The narrative reveals the national influence of Kansas City real estate magnate J.C. Nichols, who championed racially restrictive housing covenants that excluded Blacks. The video explores block busting abuses, redlining loan maps, and heroic struggles for equality, through the eloquent voices of lawyer/activist Sidney Willens and neighborhood advocates Mamie Hughes and Margaret May. It shares student perspectives from both Shawnee Mission East and Central High in Kansas City.
This information often isn’t in history books and is a revelation for most people, Tucker said. “It reveals a history that connects to our present,” she said. “If we can all unpack this history, maybe other cities can as well.”

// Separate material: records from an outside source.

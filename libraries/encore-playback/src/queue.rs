//! Ordered track queue with a playback cursor
//!
//! Insertion order is playback order. The cursor addresses the track playing
//! or about to play; `cursor == len` means the queue is exhausted.
//!
//! ```text
//!  0        1        2        3      len
//! [Track A][Track B][Track C][Track D] |
//!           ^ cursor
//! ```

use crate::error::{PlaybackError, Result};
use crate::types::{TrackPage, TrackRow};
use encore_core::Track;

#[derive(Debug, Clone, Default)]
pub struct Queue {
    tracks: Vec<Track>,
    cursor: usize,
}

impl Queue {
    /// Create new empty queue
    pub fn new() -> Self {
        Self::default()
    }

    pub fn len(&self) -> usize {
        self.tracks.len()
    }

    pub fn is_empty(&self) -> bool {
        self.tracks.is_empty()
    }

    pub fn cursor(&self) -> usize {
        self.cursor
    }

    pub fn tracks(&self) -> &[Track] {
        &self.tracks
    }

    /// Track at the cursor, if the queue is not exhausted
    pub fn current(&self) -> Option<&Track> {
        self.tracks.get(self.cursor)
    }

    pub fn last(&self) -> Option<&Track> {
        self.tracks.last()
    }

    pub fn is_exhausted(&self) -> bool {
        self.cursor >= self.tracks.len()
    }

    /// Append a track, returning its index
    pub fn push(&mut self, track: Track) -> usize {
        self.tracks.push(track);
        self.tracks.len() - 1
    }

    /// Clamp a requested position into `[0, len]`
    pub fn clamp(&self, index: isize) -> usize {
        if index < 0 {
            0
        } else {
            (index as usize).min(self.tracks.len())
        }
    }

    /// Move the cursor, clamped into `[0, len]`
    pub fn set_cursor(&mut self, index: usize) {
        self.cursor = index.min(self.tracks.len());
    }

    /// Step past the cursor track
    pub fn advance(&mut self) {
        if self.cursor < self.tracks.len() {
            self.cursor += 1;
        }
    }

    /// Remove the track at `index`
    ///
    /// With `protect_cursor` set, the cursor track cannot be removed. Tracks
    /// before the cursor shift it down so it keeps addressing the same track.
    pub fn remove(&mut self, index: usize, protect_cursor: bool) -> Result<Track> {
        if index >= self.tracks.len() {
            return Err(PlaybackError::NotFound(index));
        }

        if protect_cursor && index == self.cursor {
            return Err(PlaybackError::CannotRemoveActiveTrack(index));
        }

        let track = self.tracks.remove(index);
        if index < self.cursor {
            self.cursor -= 1;
        }

        Ok(track)
    }

    /// Clear tracks, returning how many were dropped
    ///
    /// - idle, `all`: everything goes
    /// - idle, not `all`: nothing is queued, no-op
    /// - active, `all`: only the current track is kept
    /// - active, not `all`: upcoming tracks are dropped (and counted); played
    ///   tracks are trimmed so the current track lands at index 0
    ///
    /// The cursor is reset to 0 unless the call was a no-op.
    pub fn clear(&mut self, all: bool, active: bool) -> usize {
        if self.tracks.is_empty() {
            return 0;
        }

        let current = if active {
            self.tracks.get(self.cursor).cloned()
        } else {
            None
        };

        let removed = match (current, all) {
            (None, true) => {
                let total = self.tracks.len();
                self.tracks.clear();
                total
            }
            (None, false) => return 0,
            (Some(current), true) => {
                let total = self.tracks.len() - 1;
                self.tracks = vec![current];
                total
            }
            (Some(current), false) => {
                let upcoming = self.tracks.len() - self.cursor - 1;
                self.tracks = vec![current];
                upcoming
            }
        };

        self.cursor = 0;
        removed
    }

    /// Drop every track and rewind the cursor
    pub fn reset(&mut self) {
        self.tracks.clear();
        self.cursor = 0;
    }

    /// Build one listing page
    ///
    /// `page == 0` selects the page holding the cursor. `page_size` must be
    /// non-zero.
    pub fn page(&self, page: usize, page_size: usize, active: bool) -> TrackPage {
        let page_size = page_size.max(1);
        let page = if page == 0 {
            self.cursor / page_size + 1
        } else {
            page
        };

        let len = self.tracks.len();
        let start = (page - 1).saturating_mul(page_size).min(len);
        let end = start.saturating_add(page_size).min(len);

        let rows = self.tracks[start..end]
            .iter()
            .enumerate()
            .map(|(offset, track)| TrackRow {
                position: start + offset + 1,
                name: track.name.clone(),
                duration: track.duration,
                playing: start + offset == self.cursor,
            })
            .collect();

        let total_queued = if active {
            len.saturating_sub(self.cursor + 1)
        } else {
            0
        };

        TrackPage {
            rows,
            page,
            page_size,
            total_pages: len / page_size + 1,
            total_tracks: len,
            total_queued,
        }
    }
}
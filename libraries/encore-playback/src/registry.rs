//! Session key to player mapping

use crate::{player::Player, types::PlayerConfig};
use encore_core::{StreamSink, TrackResolver};
use std::collections::HashMap;
use std::sync::Arc;
use tokio::sync::RwLock;
use tracing::info;

/// Builds the sink for a new session
pub type SinkFactory = Arc<dyn Fn(&str) -> Arc<dyn StreamSink> + Send + Sync>;

/// Players by session key
///
/// Players created here share one resolver; each gets its own sink from the
/// factory.
pub struct PlayerRegistry {
    players: RwLock<HashMap<String, Player>>,
    resolver: Arc<dyn TrackResolver>,
    sinks: SinkFactory,
    config: PlayerConfig,
}

impl PlayerRegistry {
    pub fn new(resolver: Arc<dyn TrackResolver>, sinks: SinkFactory, config: PlayerConfig) -> Self {
        Self {
            players: RwLock::new(HashMap::new()),
            resolver,
            sinks,
            config,
        }
    }

    pub async fn get(&self, key: &str) -> Option<Player> {
        self.players.read().await.get(key).cloned()
    }

    /// Player for `key`, creating an idle one on first use
    pub async fn get_or_create(&self, key: &str) -> Player {
        self.ensure(key).await.0
    }

    /// Like [`get_or_create`](Self::get_or_create), also reporting whether
    /// this call created the player
    pub async fn ensure(&self, key: &str) -> (Player, bool) {
        if let Some(player) = self.get(key).await {
            return (player, false);
        }

        let mut players = self.players.write().await;
        if let Some(player) = players.get(key) {
            return (player.clone(), false);
        }

        info!(session = key, "Creating player");
        let player = Player::new(
            self.resolver.clone(),
            (self.sinks)(key),
            self.config.clone(),
        );
        players.insert(key.to_string(), player.clone());
        (player, true)
    }

    /// Register an externally built player, returning the one it replaced
    pub async fn insert(&self, key: impl Into<String>, player: Player) -> Option<Player> {
        let key = key.into();
        info!(session = %key, "Registering player");
        self.players.write().await.insert(key, player)
    }

    /// Unregister without closing
    pub async fn remove(&self, key: &str) -> Option<Player> {
        let removed = self.players.write().await.remove(key);
        if removed.is_some() {
            info!(session = key, "Removed player");
        }
        removed
    }

    /// Close and unregister; `false` if there was no such session
    pub async fn close(&self, key: &str) -> bool {
        match self.remove(key).await {
            Some(player) => {
                player.close().await;
                true
            }
            None => false,
        }
    }

    /// Close every player
    pub async fn close_all(&self) {
        let players: Vec<(String, Player)> = self.players.write().await.drain().collect();
        for (key, player) in players {
            info!(session = %key, "Closing player");
            player.close().await;
        }
    }

    pub async fn len(&self) -> usize {
        self.players.read().await.len()
    }

    pub async fn is_empty(&self) -> bool {
        self.players.read().await.is_empty()
    }

    /// Session keys, sorted
    pub async fn keys(&self) -> Vec<String> {
        let mut keys: Vec<String> = self.players.read().await.keys().cloned().collect();
        keys.sort();
        keys
    }
}

impl std::fmt::Debug for PlayerRegistry {
    fn fmt(&self, f: &mut std::fmt::Formatter<'_>) -> std::fmt::Result {
        f.debug_struct("PlayerRegistry")
            .field("config", &self.config)
            .finish_non_exhaustive()
    }
}
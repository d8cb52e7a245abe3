//! Catalog error types

use std::path::PathBuf;
use thiserror::Error;

/// Result type alias using `CatalogError`
pub type Result<T> = std::result::Result<T, CatalogError>;

#[derive(Error, Debug)]
pub enum CatalogError {
    #[error("Cannot read catalog {path}: {source}")]
    Io {
        path: PathBuf,
        #[source]
        source: std::io::Error,
    },

    #[error("Invalid catalog: {0}")]
    Parse(#[from] toml::de::Error),

    #[error("Track {id} has an invalid length: {text:?}")]
    InvalidLength { id: String, text: String },

    #[error("Duplicate track id: {0}")]
    DuplicateId(String),

    #[error("Track {id} suggests unknown track {suggestion}")]
    UnknownSuggestion { id: String, suggestion: String },

    #[error("Playback speed must be a positive number, got {0}")]
    InvalidSpeed(f64),
}
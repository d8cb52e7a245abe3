//! Core error types for Encore collaborators
use thiserror::Error;

/// Result type alias using `EncoreError`
pub type Result<T> = std::result::Result<T, EncoreError>;

/// Errors raised by track resolvers and stream sinks
#[derive(Error, Debug, Clone, PartialEq, Eq)]
pub enum EncoreError {
    /// No track exists for the identifier
    #[error("Track not found: {0}")]
    TrackNotFound(String),

    /// The track exists but has no playable stream
    #[error("Track cannot be played: {0}")]
    Unplayable(String),

    /// Search or suggestion lookup returned nothing
    #[error("No results for: {0}")]
    NoResults(String),

    /// Upstream service could not be reached
    #[error("Network error: {0}")]
    Network(String),

    /// Audio sink failed to open or broke mid-stream
    #[error("Sink error: {0}")]
    Sink(String),
}

impl EncoreError {
    /// Create a sink error
    pub fn sink(msg: impl Into<String>) -> Self {
        Self::Sink(msg.into())
    }

    /// Create a network error
    pub fn network(msg: impl Into<String>) -> Self {
        Self::Network(msg.into())
    }
}
//! Encore shell
//!
//! Drives per-session players from text commands, backed by a TOML catalog
//! and simulated audio output.

pub mod announcer;
pub mod commands;
pub mod config;
pub mod error;
pub mod session;

pub use announcer::{Announcement, Announcer};
pub use commands::{parse, Command, Dispatcher, ParseError, Request};
pub use config::CliConfig;
pub use error::{CliError, Result};

use encore_catalog::{Catalog, CatalogResolver, SimulatedSink};
use encore_core::StreamSink;
use encore_playback::{PlayerRegistry, SinkFactory};
use std::sync::Arc;
use tokio::sync::mpsc;
use tracing::info;

/// Load the catalog and wire a dispatcher whose sessions announce playback
pub async fn build(
    config: &CliConfig,
) -> Result<(Dispatcher, mpsc::UnboundedReceiver<Announcement>)> {
    let catalog = Catalog::load(&config.catalog.path).await?;
    info!(
        path = %config.catalog.path.display(),
        tracks = catalog.len(),
        "Catalog loaded"
    );

    let resolver = Arc::new(CatalogResolver::new(catalog));
    let template = SimulatedSink::new(config.sink.speed)?;
    let sinks: SinkFactory = Arc::new(move |_session: &str| -> Arc<dyn StreamSink> {
        Arc::new(template.fresh())
    });

    let registry = Arc::new(PlayerRegistry::new(
        resolver.clone(),
        sinks,
        config.player.clone(),
    ));

    let (announcer, announcements) = Announcer::new();
    let dispatcher = Dispatcher::new(registry, resolver, config.session.default.clone())
        .with_announcer(announcer);

    Ok((dispatcher, announcements))
}
//! Encore Catalog
//!
//! Self-contained collaborators for running the player without a network
//! service or audio device:
//! - [`Catalog`]: tracks loaded from a TOML file
//! - [`CatalogResolver`]: resolve, suggest and search over a catalog
//! - [`SimulatedSink`]: streams that "play" on the tokio clock
//!
//! # Example
//!
//! ```rust
//! use encore_catalog::{Catalog, CatalogResolver};
//!
//! let catalog = Catalog::from_toml_str(r#"
//! [[tracks]]
//! id = "nd-01"
//! name = "Night Drive"
//! length = "4:05"
//! "#).unwrap();
//!
//! let resolver = CatalogResolver::new(catalog);
//! assert_eq!(resolver.catalog().len(), 1);
//! ```

pub mod catalog;
pub mod error;
pub mod resolver;
pub mod sink;

pub use catalog::{Catalog, CatalogEntry};
pub use error::{CatalogError, Result};
pub use resolver::CatalogResolver;
pub use sink::{SimulatedHandle, SimulatedSink};
//! CLI error types
use thiserror::Error;

pub type Result<T> = std::result::Result<T, CliError>;

#[derive(Debug, Error)]
pub enum CliError {
    #[error("Configuration error: {0}")]
    Config(String),

    #[error("Catalog error: {0}")]
    Catalog(#[from] encore_catalog::CatalogError),

    #[error("IO error: {0}")]
    Io(#[from] std::io::Error),
}

impl From<config::ConfigError> for CliError {
    fn from(err: config::ConfigError) -> Self {
        CliError::Config(err.to_string())
    }
}
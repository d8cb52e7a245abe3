//! Shell configuration
use crate::error::{CliError, Result};
use encore_playback::PlayerConfig;
use serde::{Deserialize, Serialize};
use std::path::{Path, PathBuf};

/// File read when no `--config` is given, if present
pub const DEFAULT_CONFIG_FILE: &str = "encore.toml";

#[derive(Debug, Clone, PartialEq, Deserialize, Serialize)]
pub struct CliConfig {
    #[serde(default = "default_catalog")]
    pub catalog: CatalogSettings,

    #[serde(default)]
    pub player: PlayerConfig,

    #[serde(default = "default_sink")]
    pub sink: SinkSettings,

    #[serde(default = "default_session")]
    pub session: SessionSettings,
}

#[derive(Debug, Clone, PartialEq, Deserialize, Serialize)]
pub struct CatalogSettings {
    #[serde(default = "default_catalog_path")]
    pub path: PathBuf,
}

#[derive(Debug, Clone, PartialEq, Deserialize, Serialize)]
pub struct SinkSettings {
    /// Simulated playback runs this many times faster than real time
    #[serde(default = "default_speed")]
    pub speed: f64,
}

#[derive(Debug, Clone, PartialEq, Deserialize, Serialize)]
pub struct SessionSettings {
    /// Session used by commands without an `@session` prefix
    #[serde(default = "default_session_name")]
    pub default: String,
}

impl CliConfig {
    /// Load configuration from file and environment
    ///
    /// An explicit `path` must exist; otherwise `encore.toml` in the working
    /// directory is used when present. `ENCORE_`-prefixed variables override
    /// both, with `__` between nested keys (`ENCORE_SINK__SPEED=4`).
    pub fn load(path: Option<&Path>) -> Result<Self> {
        let mut settings = config::Config::builder();

        match path {
            Some(path) => {
                settings = settings.add_source(config::File::from(path).required(true));
            }
            None => {
                let default_path = PathBuf::from(DEFAULT_CONFIG_FILE);
                if default_path.exists() {
                    settings = settings.add_source(config::File::from(default_path));
                }
            }
        }

        settings = settings.add_source(
            config::Environment::with_prefix("ENCORE")
                .prefix_separator("_")
                .separator("__")
                .try_parsing(true),
        );

        let config: Self = settings.build()?.try_deserialize()?;
        config.validate()?;
        Ok(config)
    }

    /// Validate configuration
    pub fn validate(&self) -> Result<()> {
        if !(self.sink.speed.is_finite() && self.sink.speed > 0.0) {
            return Err(CliError::Config(format!(
                "sink speed must be a positive number, got {}",
                self.sink.speed
            )));
        }

        if self.player.page_size == 0 {
            return Err(CliError::Config(
                "player page_size must be at least 1".to_string(),
            ));
        }

        if self.player.event_capacity == 0 {
            return Err(CliError::Config(
                "player event_capacity must be at least 1".to_string(),
            ));
        }

        let session = &self.session.default;
        if session.is_empty() || session.chars().any(char::is_whitespace) {
            return Err(CliError::Config(format!(
                "invalid default session name {:?}",
                session
            )));
        }

        Ok(())
    }
}

// Default values
fn default_catalog() -> CatalogSettings {
    CatalogSettings {
        path: default_catalog_path(),
    }
}

fn default_catalog_path() -> PathBuf {
    PathBuf::from("catalog.toml")
}

fn default_sink() -> SinkSettings {
    SinkSettings {
        speed: default_speed(),
    }
}

fn default_speed() -> f64 {
    1.0
}

fn default_session() -> SessionSettings {
    SessionSettings {
        default: default_session_name(),
    }
}

fn default_session_name() -> String {
    "main".to_string()
}

impl Default for CliConfig {
    fn default() -> Self {
        Self {
            catalog: default_catalog(),
            player: PlayerConfig::default(),
            sink: default_sink(),
            session: default_session(),
        }
    }
}
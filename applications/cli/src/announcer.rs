//! Turns player events into chat-style announcements

use encore_playback::{PlaybackError, Player, PlayerEvent};
use tokio::sync::{broadcast, mpsc};
use tracing::{debug, warn};

/// A line to show the user, tagged with the session that produced it
#[derive(Debug, Clone, PartialEq, Eq)]
pub struct Announcement {
    pub session: String,
    pub text: String,
}

/// Announcement text for an event, if it is worth telling the user about
pub fn describe(event: &PlayerEvent) -> Option<String> {
    match event {
        PlayerEvent::NowPlaying { track, .. } => Some(format!("Playing `{}`", track.name)),
        PlayerEvent::Discovering { .. } => Some("Discovering next music...".to_string()),
        PlayerEvent::Discovered { track } => Some(format!("Discovered `{}`", track.name)),
        PlayerEvent::Error {
            error: PlaybackError::Resolution { .. },
            track: Some(track),
        } => Some(format!("Cannot play `{}`, skipping...", track.name)),
        PlayerEvent::Error { error, .. } => Some(error.to_string()),
        PlayerEvent::StateChanged { .. } | PlayerEvent::QueueChanged { .. } | PlayerEvent::Closed => {
            None
        }
    }
}

/// Forwards the events of watched players to one channel
#[derive(Debug, Clone)]
pub struct Announcer {
    tx: mpsc::UnboundedSender<Announcement>,
}

impl Announcer {
    pub fn new() -> (Self, mpsc::UnboundedReceiver<Announcement>) {
        let (tx, rx) = mpsc::unbounded_channel();
        (Self { tx }, rx)
    }

    /// Spawn a task announcing `player`'s events until it closes
    pub fn watch(&self, session: &str, player: &Player) {
        let mut events = player.subscribe();
        let tx = self.tx.clone();
        let session = session.to_string();

        tokio::spawn(async move {
            loop {
                match events.recv().await {
                    Ok(PlayerEvent::Closed) | Err(broadcast::error::RecvError::Closed) => break,
                    Ok(event) => {
                        let Some(text) = describe(&event) else {
                            continue;
                        };
                        let announcement = Announcement {
                            session: session.clone(),
                            text,
                        };
                        if tx.send(announcement).is_err() {
                            break;
                        }
                    }
                    Err(broadcast::error::RecvError::Lagged(skipped)) => {
                        warn!(session = %session, skipped, "Announcer lagged behind player events");
                    }
                }
            }
            debug!(session = %session, "Announcer stopped");
        });
    }
}

#[cfg(test)]
mod tests {
    use super::*;
    use encore_core::Track;
    use encore_playback::PlaybackState;
    use std::time::Duration;

    fn track() -> Track {
        Track::new("n1", "Night Drive", Duration::from_secs(200))
    }

    #[test]
    fn describes_user_facing_events() {
        assert_eq!(
            describe(&PlayerEvent::NowPlaying {
                index: 0,
                track: track()
            })
            .as_deref(),
            Some("Playing `Night Drive`")
        );
        assert_eq!(
            describe(&PlayerEvent::Discovered { track: track() }).as_deref(),
            Some("Discovered `Night Drive`")
        );
        assert_eq!(
            describe(&PlayerEvent::Discovering { seed: track() }).as_deref(),
            Some("Discovering next music...")
        );
    }

    #[test]
    fn resolution_errors_mention_the_skipped_track() {
        let event = PlayerEvent::Error {
            error: PlaybackError::Resolution {
                track_id: "n1".to_string(),
                message: "gone".to_string(),
            },
            track: Some(track()),
        };
        assert_eq!(
            describe(&event).as_deref(),
            Some("Cannot play `Night Drive`, skipping...")
        );

        let event = PlayerEvent::Error {
            error: PlaybackError::Stream("socket closed".to_string()),
            track: Some(track()),
        };
        assert_eq!(
            describe(&event).as_deref(),
            Some("Stream error: socket closed")
        );
    }

    #[test]
    fn bookkeeping_events_stay_quiet() {
        assert!(describe(&PlayerEvent::StateChanged {
            state: PlaybackState::Idle
        })
        .is_none());
        assert!(describe(&PlayerEvent::QueueChanged { length: 3 }).is_none());
        assert!(describe(&PlayerEvent::Closed).is_none());
    }
}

Johnson County Library first offered student bus tours for its Race Project KC program, explaining landmarks along the way. Church and community groups sought out the experience, leading the Library to create the audio driving app. Local History Librarian Amanda Wahlmeier and Civic Engagement Librarian Ashley Fick provided crucial research.
The Library partnered with Christopher Cook and Nathaniel Bozarth, longtime partners on social justice multimedia projects at Brainroot Light & Sound. Cook served as writer/producer and videographer. Bozarth was a writer/producer and also narrated.
The driving app was highly praised locally, but when the COVID shutdowns began in March 2020, it galvanized the Library to create an online video version.
“When the pandemic hit, we knew we were not going to be able to put students on buses,” Tucker recalled. “We went to Chris and Nathaniel and asked, can we create a virtual experience that captures this online?” That’s just what happened.
The virtual program consists of three 30-minute segments, and has already had several thousand views. It includes archival documents and news updates not in the original driving tour.
Cook and Bozarth said this ongoing collaboration with the Library has been hugely rewarding.
“With Nathaniel and I having such an interest in social justice story-telling, it felt like an artistic commission more than just a standard client,” Cook said. “We feel a lot of personal pride and creative ownership in it.”
Bozarth agreed. “For me as a creative and as someone engaged in anti-racism activities, the story of Kansas City is representative of stories like it all over the county,” he said. “Taking this local tour, presenting it in a way that can be consumed by people all over the country held enormous hope for me. It’s for a much larger audience, applicable anywhere.”